[lxml-dev] [PATCH] cElementTree compat for bazaaz-ng
![](https://secure.gravatar.com/avatar/f4000f809d992bcd8d75b0c5ebbaec6a.jpg?s=120&d=mm&r=g)
Hi list, I have identified 3 incompatibility issues that prevented lxml.etree to be used in place of Fredrik's cElementTree (or ElementTree) module in for the bazaar-ng SCM system. I attach a unittest test suite (test_grisel.py) that highlights those issues. It is meant to be added to the unittests area of the testcase area on codespeak: http://codespeak.net/svn/lxml/testcase/unittests/ However, it is runs perfectly as standalone script (you just need lxml and optionally cElementTree in your PYTHONPATH). Change the 'import' lines to feel the difference :) And here is the good news: the second attached file is a patch against the current trunk (rev 13608) to make lxml compatible enough to make those tests pass and bzr's test suite as well :) However, I used the basic self._c_doc replacement and I have no clue whether or not this will cause memory leaks (I don't know pyrex nor libxml2 at all). And now the benchmarks: % rsync -av --delete bazaar-ng.org::bazaar-ng/bzr/bzr.dev /tmp/ % cp -r /tmp/bzr.dev/ /tmp/bzr.dev-lxml/ % perl -p -i -e 's/from cElementTree/from lxml.etree/g' /tmp/bzr.dev-lxml/bzrlib/*.py # bzr log with cElementTree % cd /tmp/bzr.dev/ % time python ./bzr log > /dev/null real 0m0.524s user 0m0.481s sys 0m0.037s # bzr log with lxml.etree % cd /tmp/bzr.dev-lxml/ % time python ./bzr log > /dev/null real 0m0.394s user 0m0.338s sys 0m0.049s I did repeat the measure 10 times each, and the results where almost always the same. So lxml is a bit faster on this case. Regards, -- Olivier
![](https://secure.gravatar.com/avatar/f4000f809d992bcd8d75b0c5ebbaec6a.jpg?s=120&d=mm&r=g)

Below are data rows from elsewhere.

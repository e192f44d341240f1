//! Thread Bridge Library
//!
//! Bridges a web chat widget to a real-time messaging platform: each
//! end-user gets one support thread, user messages are relayed into it, and
//! replies arrive over the platform's event gateway.
//!
//! # Architecture
//!
//! ```text
//! read path:   Gateway ──WebSocket──▶ Transport ─▶ Session ─▶ Dispatcher ─▶ subscribers
//! write path:  Relay ─▶ ThreadBridge ─▶ PlatformClient ──HTTPS──▶ Platform REST API
//! ```
//!
//! # Usage
//!
//! ```bash
//! export BOT_TOKEN=your_bot_token
//! export SUPPORT_CHANNEL_ID=123456789012345678
//! export ASSISTANT_BOT_TOKEN=other_bot_token   # optional auto-responder
//!
//! thread-bridge
//! ```
//!
//! ```rust,no_run
//! use std::sync::Arc;
//! use thread_bridge::prelude::*;
//!
//! # async fn demo() -> anyhow::Result<()> {
//! let config = BridgeConfig::from_env()?;
//! let api = Arc::new(PlatformClient::new(&config.api_base, &config.bot_token, config.http_timeout())?);
//! let bridge = Arc::new(ThreadBridge::new(api, config.bridge()));
//!
//! let gateway = GatewayClient::new(config.gateway());
//! let _sub = gateway.subscribe(|message| {
//!     println!("{}: {}", message.author_id, message.content);
//!     Ok(())
//! });
//! gateway.connect().await?;
//!
//! let relay = MessageRelay::new(bridge).with_session(gateway.state());
//! relay.send_user_message(&ChatUser::new("u1", "Alex"), "Hello!").await?;
//! # Ok(())
//! # }
//! ```

pub mod bridge;
pub mod config;
pub mod dispatcher;
pub mod error;
pub mod gateway;
pub mod protocol;
pub mod relay;
pub mod responder;
pub mod rest;
pub mod session;
pub mod transport;
pub mod types;

#[cfg(test)]
mod testing;

pub use bridge::ThreadBridge;
pub use config::BridgeConfig;
pub use dispatcher::{Dispatcher, Subscription};
pub use error::{ApiError, GatewayError, RelayCause, RelayFailed};
pub use gateway::GatewayClient;
pub use relay::MessageRelay;
pub use responder::AutoResponder;
pub use rest::{PlatformClient, ThreadApi};
pub use session::{ConnectionState, SessionStatus};
pub use types::*;

/// Prelude for common imports
pub mod prelude {
    pub use crate::bridge::ThreadBridge;
    pub use crate::config::BridgeConfig;
    pub use crate::error::{ApiError, GatewayError, RelayFailed};
    pub use crate::gateway::GatewayClient;
    pub use crate::relay::MessageRelay;
    pub use crate::rest::{PlatformClient, ThreadApi};
    pub use crate::session::ConnectionState;
    pub use crate::types::*;
}
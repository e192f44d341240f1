//! In-memory `ThreadApi` used by unit tests

use async_trait::async_trait;
use parking_lot::Mutex;
use std::collections::HashMap;
use std::sync::atomic::{AtomicBool, AtomicU64, AtomicUsize, Ordering};
use std::time::Duration;

use crate::error::{ApiError, ApiResult};
use crate::rest::ThreadApi;
use crate::types::{NewThread, SentMessage, ThreadInfo};

/// One message accepted by the fake
#[derive(Debug, Clone, PartialEq, Eq)]
pub(crate) struct Posted {
    pub channel_id: String,
    pub content: String,
    pub reply_to: Option<String>,
}

pub(crate) struct FakeApi {
    next_thread: AtomicU64,
    next_message: AtomicU64,
    threads: Mutex<HashMap<String, ThreadInfo>>,
    posted: Mutex<Vec<Posted>>,
    pub creates: AtomicUsize,
    pub fetches: AtomicUsize,
    pub archives: AtomicUsize,
    pub fail_create: AtomicBool,
    pub fail_send: AtomicBool,
    pub fail_fetch: AtomicBool,
    create_delay: Mutex<Option<Duration>>,
    fetch_delay: Mutex<Option<Duration>>,
    /// Sends left before every send fails; unlimited when `None`
    send_budget: Mutex<Option<usize>>,
    /// Completed fetch/archive calls, in order
    calls: Mutex<Vec<String>>,
}

impl FakeApi {
    pub fn new() -> Self {
        Self::starting_at(1)
    }

    /// First created thread gets id `t{first}`
    pub fn starting_at(first: u64) -> Self {
        Self {
            next_thread: AtomicU64::new(first),
            next_message: AtomicU64::new(1),
            threads: Mutex::new(HashMap::new()),
            posted: Mutex::new(Vec::new()),
            creates: AtomicUsize::new(0),
            fetches: AtomicUsize::new(0),
            archives: AtomicUsize::new(0),
            fail_create: AtomicBool::new(false),
            fail_send: AtomicBool::new(false),
            fail_fetch: AtomicBool::new(false),
            create_delay: Mutex::new(None),
            fetch_delay: Mutex::new(None),
            send_budget: Mutex::new(None),
            calls: Mutex::new(Vec::new()),
        }
    }

    pub fn set_create_delay(&self, delay: Duration) {
        *self.create_delay.lock() = Some(delay);
    }

    pub fn set_fetch_delay(&self, delay: Duration) {
        *self.fetch_delay.lock() = Some(delay);
    }

    /// Accept `count` more sends, then fail every one after
    pub fn allow_sends(&self, count: usize) {
        *self.send_budget.lock() = Some(count);
    }

    pub fn calls(&self) -> Vec<String> {
        self.calls.lock().clone()
    }

    /// Simulate the thread being deleted on the platform side
    pub fn delete_thread(&self, thread_id: &str) {
        self.threads.lock().remove(thread_id);
    }

    pub fn is_archived(&self, thread_id: &str) -> bool {
        self.threads
            .lock()
            .get(thread_id)
            .is_some_and(|t| t.archived)
    }

    pub fn posted(&self) -> Vec<Posted> {
        self.posted.lock().clone()
    }

    pub fn posted_to(&self, channel_id: &str) -> Vec<String> {
        self.posted
            .lock()
            .iter()
            .filter(|p| p.channel_id == channel_id)
            .map(|p| p.content.clone())
            .collect()
    }

    pub fn count(counter: &AtomicUsize) -> usize {
        counter.load(Ordering::SeqCst)
    }

    fn server_error() -> ApiError {
        ApiError::Status {
            status: 500,
            body: "internal error".to_string(),
        }
    }
}

#[async_trait]
impl ThreadApi for FakeApi {
    async fn fetch_thread(&self, thread_id: &str) -> ApiResult<ThreadInfo> {
        self.fetches.fetch_add(1, Ordering::SeqCst);
        let delay = *self.fetch_delay.lock();
        if let Some(delay) = delay {
            tokio::time::sleep(delay).await;
        }
        self.calls.lock().push(format!("fetch {}", thread_id));
        if self.fail_fetch.load(Ordering::SeqCst) {
            return Err(Self::server_error());
        }
        self.threads
            .lock()
            .get(thread_id)
            .cloned()
            .ok_or_else(|| ApiError::RemoteNotFound(thread_id.to_string()))
    }

    async fn create_thread(&self, _channel_id: &str, thread: &NewThread) -> ApiResult<ThreadInfo> {
        self.creates.fetch_add(1, Ordering::SeqCst);
        let delay = *self.create_delay.lock();
        if let Some(delay) = delay {
            tokio::time::sleep(delay).await;
        }
        if self.fail_create.load(Ordering::SeqCst) {
            return Err(Self::server_error());
        }

        let id = format!("t{}", self.next_thread.fetch_add(1, Ordering::SeqCst));
        let info = ThreadInfo {
            id: id.clone(),
            name: Some(thread.name.clone()),
            archived: false,
        };
        self.threads.lock().insert(id, info.clone());
        Ok(info)
    }

    async fn send_message(
        &self,
        channel_id: &str,
        content: &str,
        reply_to: Option<&str>,
    ) -> ApiResult<SentMessage> {
        if self.fail_send.load(Ordering::SeqCst) {
            return Err(Self::server_error());
        }
        if let Some(left) = self.send_budget.lock().as_mut() {
            if *left == 0 {
                return Err(Self::server_error());
            }
            *left -= 1;
        }
        if !self.threads.lock().contains_key(channel_id) {
            return Err(ApiError::RemoteNotFound(channel_id.to_string()));
        }

        self.posted.lock().push(Posted {
            channel_id: channel_id.to_string(),
            content: content.to_string(),
            reply_to: reply_to.map(str::to_string),
        });
        let id = format!("m{}", self.next_message.fetch_add(1, Ordering::SeqCst));
        Ok(SentMessage {
            id,
            channel_id: Some(channel_id.to_string()),
        })
    }

    async fn archive_thread(&self, thread_id: &str) -> ApiResult<()> {
        self.archives.fetch_add(1, Ordering::SeqCst);
        self.calls.lock().push(format!("archive {}", thread_id));
        match self.threads.lock().get_mut(thread_id) {
            Some(thread) => {
                thread.archived = true;
                Ok(())
            }
            None => Err(ApiError::RemoteNotFound(thread_id.to_string())),
        }
    }
}
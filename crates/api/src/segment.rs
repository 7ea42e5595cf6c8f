use crate::error::{ApiError, ApiResult};
use schemars::{JsonSchema, Schema, SchemaGenerator};
use serde::{Deserialize, Serialize};
use smol_str::SmolStr;
use std::borrow::Cow;
use std::fmt;
use std::str::FromStr;

/// A validated URL path segment.
///
/// `Routable` implementations may back `url_name()` with any string; this
/// type is for the ones that want the structural rules checked once at
/// construction instead of surfacing as resolution misses.
#[derive(Debug, Clone, PartialEq, Eq, Hash, Serialize, Deserialize)]
#[serde(try_from = "String")]
pub struct UrlName(SmolStr);

impl UrlName {
    /// Validate `raw` as a single URL tree level.
    ///
    /// Rejects empty segments, segments containing `/`, and the relative
    /// components `.` and `..`.
    pub fn new(raw: impl AsRef<str>) -> ApiResult<Self> {
        let raw = raw.as_ref();
        if raw.is_empty() {
            return Err(ApiError::EmptySegment);
        }
        if raw.contains('/') {
            return Err(ApiError::EmbeddedSeparator(raw.to_string()));
        }
        if raw == "." || raw == ".." {
            return Err(ApiError::RelativeComponent(raw.to_string()));
        }
        Ok(Self(SmolStr::new(raw)))
    }

    pub fn as_str(&self) -> &str {
        self.0.as_str()
    }

    /// Compose the full path of this segment beneath `parent`.
    ///
    /// `"/"` and trailing-slash parents normalize to a single separator.
    pub fn join_under(&self, parent: &str) -> String {
        join(parent, self.0.as_str())
    }
}

pub(crate) fn join(parent: &str, name: &str) -> String {
    let parent = parent.trim_end_matches('/');
    format!("{parent}/{name}")
}

impl fmt::Display for UrlName {
    fn fmt(&self, f: &mut fmt::Formatter<'_>) -> fmt::Result {
        f.write_str(self.0.as_str())
    }
}

impl AsRef<str> for UrlName {
    fn as_ref(&self) -> &str {
        self.0.as_str()
    }
}

impl FromStr for UrlName {
    type Err = ApiError;

    fn from_str(s: &str) -> ApiResult<Self> {
        Self::new(s)
    }
}

impl TryFrom<&str> for UrlName {
    type Error = ApiError;

    fn try_from(value: &str) -> ApiResult<Self> {
        Self::new(value)
    }
}

impl TryFrom<String> for UrlName {
    type Error = ApiError;

    fn try_from(value: String) -> ApiResult<Self> {
        Self::new(value)
    }
}

impl JsonSchema for UrlName {
    fn schema_name() -> Cow<'static, str> {
        Cow::Borrowed("UrlName")
    }

    fn json_schema(generator: &mut SchemaGenerator) -> Schema {
        String::json_schema(generator)
    }
}

#[cfg(test)]
mod tests {
    use super::*;

    #[test]
    fn accepts_plain_segment() {
        let name = UrlName::new("job").unwrap();
        assert_eq!(name.as_str(), "job");
    }

    #[test]
    fn rejects_empty() {
        assert_eq!(UrlName::new(""), Err(ApiError::EmptySegment));
    }

    #[test]
    fn rejects_embedded_separator() {
        assert_eq!(
            UrlName::new("a/b"),
            Err(ApiError::EmbeddedSeparator("a/b".to_string()))
        );
    }

    #[test]
    fn rejects_relative_components() {
        assert_eq!(
            UrlName::new("."),
            Err(ApiError::RelativeComponent(".".to_string()))
        );
        assert_eq!(
            UrlName::new(".."),
            Err(ApiError::RelativeComponent("..".to_string()))
        );
    }

    #[test]
    fn join_normalizes_parent_slashes() {
        let name = UrlName::new("job").unwrap();
        assert_eq!(name.join_under("/tree"), "/tree/job");
        assert_eq!(name.join_under("/tree/"), "/tree/job");
        assert_eq!(name.join_under("/"), "/job");
    }

    #[test]
    fn serde_revalidates_on_deserialize() {
        let name = UrlName::new("job").unwrap();
        assert_eq!(serde_json::to_string(&name).unwrap(), "\"job\"");

        let back: UrlName = serde_json::from_str("\"job\"").unwrap();
        assert_eq!(back, name);

        assert!(serde_json::from_str::<UrlName>("\"a/b\"").is_err());
        assert!(serde_json::from_str::<UrlName>("\"\"").is_err());
    }
}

The testcase is now uploaded in the test area: http://codespeak.net/svn/lxml/testcase/unittests/test_grisel.py regards, -- Olivier
![](https://secure.gravatar.com/avatar/f4000f809d992bcd8d75b0c5ebbaec6a.jpg?s=120&d=mm&r=g)
Hi again, I have found another quirk in lxml.etree.parse: it should be able to open file-like objects that don't have a name or filename attribute (or have an empty string), eg: urlgrabber.urlopen('http://python.org/channews.rdf') This is used in bzr to branch from a remote (http) repository. Thus I updated the testcase [1] and the previous patch [attached] to handle this case. Some more (meaningless) benchmarks: ogrisel@localhost:~/Developments $ time python bzr.dev-lxml/bzr branch bzr.dev bzr.test-branch-lxml Added 1210 texts. Added 720 inventories. Added 720 revisions. real 0m27.188s user 0m22.039s sys 0m2.325s ogrisel@localhost:~/Developments $ time python bzr.dev/bzr branch bzr.dev bzr.test-branch-cetree Added 1210 texts. Added 720 inventories. Added 720 revisions. real 0m19.436s user 0m16.907s sys 0m2.076s On this case (local branching) the cElementTree version is significantly faster. I don't have the time to investigate why this benchmark gives a so different result compared to the 'bzr log' case. [1] http://codespeak.net/svn/lxml/testcase/unittests/test_grisel.py regards, -- Olivier
![](https://secure.gravatar.com/avatar/947c14f160f3305b9e7f54c0cc9708a1.jpg?s=120&d=mm&r=g)
Olivier Grisel wrote:
Hi again,
I have found another quirk in lxml.etree.parse: it should be able to open file-like objects that don't have a name or filename attribute (or have an empty string), eg: urlgrabber.urlopen('http://python.org/channews.rdf')
This is used in bzr to branch from a remote (http) repository. Thus I updated the testcase [1] and the previous patch [attached] to handle this case.
Some more (meaningless) benchmarks:
ogrisel@localhost:~/Developments $ time python bzr.dev-lxml/bzr branch bzr.dev bzr.test-branch-lxml Added 1210 texts. Added 720 inventories. Added 720 revisions.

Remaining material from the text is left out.